Schwäbische Zeitung (Sigmaringen)
Freiwillige vor für den neuen Kurs der Bundeswehr
Im anspruchsvollen Programm „Dein Jahr für Deutschland“lassen sich junge Leute für den Heimatschutz trainieren.
„Wenn Ihnen schwarz vor Augen wird, dann sind Sie eingeschlafen“
WALLDÜRN - Viel erinnert an diesem schönen Frühsommermorgen an ein Zeltlager, der Pfadfinder beispielsweise. Denn rund um ein Lagerfeuer sind Ein-Personen-Zelte aufgebaut, der Kaffeeduft hängt noch in der Luft, etwas verschlafen blicken die jungen Männer und Frauen den Besucher an. Manche von ihnen haben gerade zum allerersten Mal in ihrem Leben im Freien übernachtet: neben dem Schlafsack die Waffe, das Standard-Sturmgewehr G 36 der Bundeswehr. Hier heißt das Zeltlager Biwak und gehört zur militärischen Grundausbildung, die die 16 Männer und Frauen beim Logistikbataillon 461 in Walldürn in Nordbaden absolvieren. Sie haben sich für das Programm „Dein Jahr für Deutschland“entschieden, wollen etwas für ihre Heimat, für ihre Region tun. Und für sich: „Ich möchte für mich die Frage beantworten, ob die Bundeswehr und ich zusammenpassen“, sagt Sabine Schmidt aus Fellbach bei Stuttgart.
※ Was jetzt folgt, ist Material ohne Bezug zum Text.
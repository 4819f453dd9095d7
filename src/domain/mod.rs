//! Domain layer with core media entities and port definitions.

/// UI execution context.
pub mod context;
/// Entity definitions.
pub mod entities;
/// Error types.
pub mod errors;
/// Port definitions.
pub mod ports;

pub use context::UiContext;
pub use entities::{Attachment, CacheKey, DisplayVariant, LoadAttemptState, Media};
pub use errors::MediaError;
pub use ports::{MediaCachePort, Production};
//! Application configuration.

pub mod app_config;
pub mod args;
pub mod storage;

pub use app_config::{
    AppConfig, CacheConfig, EngineConfig, ListConfig, LogLevel, ThumbnailConfig,
};
pub use args::CliArgs;
pub use storage::{ConfigError, ConfigStore};
//! Infrastructure layer with adapters for the media engine's collaborators.

/// Application configuration.
pub mod config;
/// Media caching, decoding and probing.
pub mod media;
/// Download and upload progress tracking.
pub mod transfers;

pub use config::{AppConfig, CliArgs, ConfigStore, LogLevel};
pub use media::{AnimatedImageDecoder, CacheStats, MemoryMediaCache, ThumbnailGenerator};
pub use transfers::{DownloadTracker, UploadTracker};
Die 19-Jährige, die im vorigen Jahr ihr Abitur abgelegt hat, könnte sich vorstellen, die Offizierlaufbahn einzuschlagen: „Und um die Bundeswehr kennenzulernen, habe ich mich für diesen Weg entschieden.“
Die damalige Verteidigungsministerin Annegret Kramp-Karrenbauer (CDU) hatte das Programm „Dein Jahr für Deutschland“als dauerhafte Variante des Freiwilligen Wehrdienstes ins Leben gerufen: „Wir wollen das potenzielle Interesse junger Menschen an der Bundeswehr und zugleich den Wunsch zu wecken, dem Allgemeinwohl durch die Unterstützung des Heimatschutzes zu dienen“, sagt Stephan-Thomas Klose, Oberstleutnant und Sprecher der für dieses Programm zuständigen Streitkräftebasis: „Gleichzeitig soll damit der Nachwuchs für die derzeit bundesweit 30 Heimatschutzkompanien der Territorialen Reserve gewonnen werden.“
Diese Kompanien sollen die aktive Truppe entlasten und sich in der Katastrophenhilfe, wenn die Kapazitäten der Polizei, Feuerwehr, Gesundheitsämter oder der Technischen
Hilfswerke erschöpft sind, in der zivilen und militärischen Unterstützung befreundeter Streitkräfte auf der „Drehscheibe Deutschland“oder bei Schutz- und Sicherungsaufgaben kritischer Infrastruktur in Notstandslagen engagieren.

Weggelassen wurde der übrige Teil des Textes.